Integral of $\dfrac{1}{(x-a)(x-b)}$ when $a, b$ are both different and the same ($2$ questions)

Question

So I was assigned a question in my Calc II class, and as I got into the problem, I got lost on what I was being asked to find. As I looked at the two integrals, I was able to split both up into partial fractions.

i.e.

$\dfrac{1}{(x-a)(x-b)}$ becomes $\dfrac{A}{x-a} + \dfrac{B}{x-b}$

and

$\dfrac{1}{(x-a)^2}$ becomes $\dfrac{A}{x-a} + \dfrac{B}{(x-a)^2}$

However, once I reached this point and set up the equalities, I wasn't sure how to solve for the constants $A$ and $B$ in both situations. Any help would be greatly appreciated! Thank you so much.

Answer 1

The second case, there is nothing to solve for because its already in the right form.

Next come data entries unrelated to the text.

pub(crate) const LANDING_CSS: &str = r#"
.landing-page { min-height: 100vh; position: relative; }

.blobs { position: fixed; inset: 0; z-index: -1; pointer-events: none; }
.blob { position: absolute; border-radius: 9999px; filter: blur(40px); }
.blob-orange {
    top: -6rem; left: -4rem; width: 20rem; height: 20rem;
    background: radial-gradient(circle at 30% 30%, #fb923c66, transparent 60%);
    animation: drift-a 12s ease-in-out infinite;
}
.blob-violet {
    top: 10rem; right: 0; width: 24rem; height: 24rem;
    background: radial-gradient(circle at 70% 30%, #a78bfa66, transparent 60%);
    animation: drift-b 14s ease-in-out infinite;
}
@keyframes drift-a { 50% { transform: translate(10px, 20px); } }
@keyframes drift-b { 50% { transform: translate(-10px, -15px); } }

.site-header { position: fixed; top: 0; width: 100%; z-index: 50; }
.header-bar {
    margin-top: 0.75rem;
    border-radius: 1rem;
    padding: 0.75rem 1rem;
    display: flex;
    align-items: center;
    justify-content: space-between;
}
.brand { display: flex; align-items: center; gap: 0.5rem; font-size: 1.125rem; }
.brand-mark {
    width: 2rem; height: 2rem; border-radius: 0.5rem;
    background: linear-gradient(135deg, #f97316, #ec4899, #a855f7);
}
.desktop-nav { display: flex; gap: 1.5rem; font-size: 0.875rem; }
.desktop-nav a:hover, .mobile-nav a:hover { color: var(--accent); }
.header-actions { display: flex; align-items: center; gap: 0.5rem; }
.burger { display: none; }
.mobile-overlay { position: fixed; inset: 0; z-index: 50; background: rgba(0, 0, 0, 0.5); }
.mobile-panel {
    position: absolute; right: 1rem; top: 1rem;
    width: 85%; max-width: 20rem;
    border-radius: 1rem; padding: 1.5rem;
}
.mobile-panel-head {
    display: flex; align-items: center; justify-content: space-between;
    margin-bottom: 1.5rem; font-size: 1.25rem;
}
.mobile-nav { display: flex; flex-direction: column; gap: 1rem; }

.hero { padding-top: 9rem; }
.hero-grid { display: grid; grid-template-columns: 1fr 1fr; gap: 2.5rem; align-items: center; }
.hero h1 { font-size: 3.5rem; line-height: 1.1; margin: 0; }
.hero-lead { margin-top: 1.5rem; font-size: 1.125rem; }
.hero-actions { margin-top: 2rem; display: flex; gap: 0.75rem; }
.info-chips { margin-top: 2rem; display: grid; grid-template-columns: repeat(3, 1fr); gap: 0.75rem; }
.info-chip { border-radius: 0.75rem; padding: 1rem; display: flex; align-items: center; gap: 0.75rem; }
.chip-label { font-size: 0.75rem; }
.chip-value { font-size: 0.875rem; font-weight: 600; }
.hero-card-frame {
    height: 340px; border-radius: 1.5rem; padding: 4px;
    background: linear-gradient(135deg, #3b82f6, #a855f7, #ec4899);
    box-shadow: 0 25px 50px rgba(0, 0, 0, 0.25);
}
.hero-card {
    position: relative; display: block; width: 100%; height: 100%;
    overflow: hidden; border-radius: 22px;
}
.hero-card img {
    width: 100%; height: 100%; object-fit: cover;
    transition: transform 500ms ease;
}
.hero-card:hover img { transform: scale(1.05); }
.hero-card-shade {
    position: absolute; inset: 0; background: rgba(0, 0, 0, 0.55);
    transition: background 500ms ease;
}
.hero-card:hover .hero-card-shade { background: rgba(0, 0, 0, 0.35); }
.hero-card-text {
    position: absolute; inset: 0;
    display: flex; align-items: center; justify-content: center;
    color: #fff; font-size: 1.5rem;
}

.section { padding-top: 5rem; padding-bottom: 5rem; }
.section-head { text-align: center; margin-bottom: 2.5rem; }
.section-head h2 { font-size: 2.25rem; margin: 0; }
.grid { display: grid; gap: 1.5rem; }
.grid.three { grid-template-columns: repeat(3, 1fr); }
.grid.four { grid-template-columns: repeat(4, 1fr); }
.grid.narrow { max-width: 56rem; margin: 0 auto; }
.grid.stats { margin-top: 3rem; grid-template-columns: repeat(4, 1fr); gap: 1rem; }
.card { border: 1px solid var(--line); border-radius: 1rem; padding: 1.5rem; }
.card.lift { transition: transform 200ms ease, box-shadow 200ms ease; }
.card.lift:hover { transform: translateY(-4px); box-shadow: 0 10px 25px rgba(0, 0, 0, 0.1); }
.card-title { font-size: 1.125rem; font-weight: 600; }
.feature-icon {
    display: inline-flex; align-items: center; justify-content: center;
    width: 2.75rem; height: 2.75rem; border-radius: 0.75rem;
    color: #fff; margin-bottom: 1rem;
}
.more { margin-top: 1rem; display: inline-flex; align-items: center; gap: 0.25rem; }
.crew-card { padding: 0; overflow: hidden; }
.crew-photo { height: 10rem; background: var(--line); }
.crew-photo img { width: 100%; height: 100%; object-fit: cover; }
.crew-body { padding: 1rem; }
.crew-title { display: flex; align-items: center; justify-content: space-between; }
.pill { border-radius: 9999px; background: var(--line); padding: 0.125rem 0.5rem; font-size: 0.75rem; }
.clamp { display: -webkit-box; -webkit-line-clamp: 2; -webkit-box-orient: vertical; overflow: hidden; }

.timeline { position: relative; max-width: 48rem; margin: 0 auto; border-left: 1px solid var(--line); list-style: none; padding: 0; }
.timeline li { position: relative; margin: 0 0 2rem 2rem; }
.timeline-dot {
    position: absolute; left: -2.75rem; top: 0.5rem;
    width: 1.5rem; height: 1.5rem; border-radius: 9999px;
    background: linear-gradient(90deg, #3b82f6, #a855f7);
    box-shadow: 0 0 0 2px var(--background);
}
.timeline .card { padding: 1rem; }
.timeline-row { display: flex; flex-wrap: wrap; justify-content: space-between; gap: 0.75rem; margin-bottom: 0.5rem; }

.carousel { position: relative; max-width: 48rem; margin: 0 auto; overflow: hidden; }
.carousel-track { display: flex; }
.slide { width: 100%; flex-shrink: 0; padding: 0 0.5rem; box-sizing: border-box; }
.reviewer { display: flex; align-items: center; gap: 0.75rem; margin-bottom: 0.5rem; }
.avatar { width: 2.5rem; height: 2.5rem; border-radius: 9999px; background: var(--line); }
.stars { margin-top: 0.75rem; color: #fb923c; }
.dots { margin-top: 1rem; display: flex; justify-content: center; gap: 0.5rem; }
.dot {
    width: 0.5rem; height: 0.5rem; padding: 0; border: none; border-radius: 9999px;
    background: var(--foreground); opacity: 0.2; cursor: pointer;
}
.dot.active { opacity: 1; }
.stat-value { font-size: 1.875rem; font-weight: 700; }
.step-badge {
    margin: 0 auto 0.75rem; width: 2.5rem; height: 2.5rem; border-radius: 9999px;
    display: flex; align-items: center; justify-content: center;
    color: #fff; background: linear-gradient(90deg, #3b82f6, #a855f7);
}

.cta { padding-bottom: 6rem; }
.cta-frame {
    border-radius: 1.5rem; padding: 4px; overflow: hidden;
    background: linear-gradient(135deg, #2563eb, #9333ea, #db2777);
}
.cta-inner { border-radius: 22px; background: var(--background); opacity: 0.95; padding: 3rem; text-align: center; }
.cta-inner h2 { font-size: 2.25rem; margin: 0; }
.pulse { margin-top: 1.5rem; animation: pulse 2s ease-in-out infinite; }
@keyframes pulse { 50% { opacity: 0.6; } }

.site-footer { border-top: 1px solid var(--line); padding: 3rem 0; }
.footer-grid { grid-template-columns: repeat(4, 1fr); gap: 2rem; }
.footer-brand { font-size: 1.25rem; }
.site-footer ul { list-style: none; padding: 0; display: flex; flex-direction: column; gap: 0.5rem; }
.site-footer a:hover { color: var(--foreground); }
.copyright { margin-top: 2.5rem; }

.fab-stack { position: fixed; bottom: 1.25rem; right: 1.25rem; display: flex; flex-direction: column; gap: 0.75rem; }
.fab {
    display: inline-flex; align-items: center; justify-content: center;
    width: 3rem; height: 3rem; border-radius: 9999px;
    box-shadow: 0 10px 15px rgba(0, 0, 0, 0.2);
}
.fab-chat { color: #fff; background: linear-gradient(135deg, #3b82f6, #a855f7); }
.fab-phone { color: var(--background); background: var(--foreground); }

.rise { animation: rise 600ms ease both; }
.slide-in { animation: slide-in 500ms ease both; }
.pop { animation: pop 600ms ease both; }
@keyframes rise { from { opacity: 0; transform: translateY(16px); } }
@keyframes slide-in { from { opacity: 0; transform: translateX(-12px); } }
@keyframes pop { from { opacity: 0; transform: scale(0.95); } }

@media (max-width: 1024px) {
    .hero-grid { grid-template-columns: 1fr; }
    .grid.four { grid-template-columns: repeat(2, 1fr); }
    .grid.three { grid-template-columns: repeat(2, 1fr); }
}
@media (max-width: 768px) {
    .desktop-nav { display: none; }
    .burger { display: inline-flex; }
    .hero h1 { font-size: 2.25rem; }
    .info-chips, .grid.three, .grid.four, .footer-grid { grid-template-columns: 1fr; }
    .grid.stats { grid-template-columns: repeat(2, 1fr); }
    .hero-actions { flex-direction: column; }
}
@media (max-width: 640px) {
    .header-cta { display: none; }
}
"#;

This means $A = 0, B = 1$. For the first case, $\dfrac{1}{(x-a)(x-b)} = \dfrac{1}{a-b}\left(\dfrac{1}{x-a} - \dfrac{1}{x-b}\right)\implies A =\dfrac{1}{a-b}, B = -\dfrac{1}{a-b}$ .

Answer 2

If $a=b$, then we find that

$$\int \frac{1}{(x-a)^2}\,dx=-\frac{1}{(x-a)}+C \tag 1$$

where we have tacitly used the $u$-substitution $u=x-a$ and $du=dx$.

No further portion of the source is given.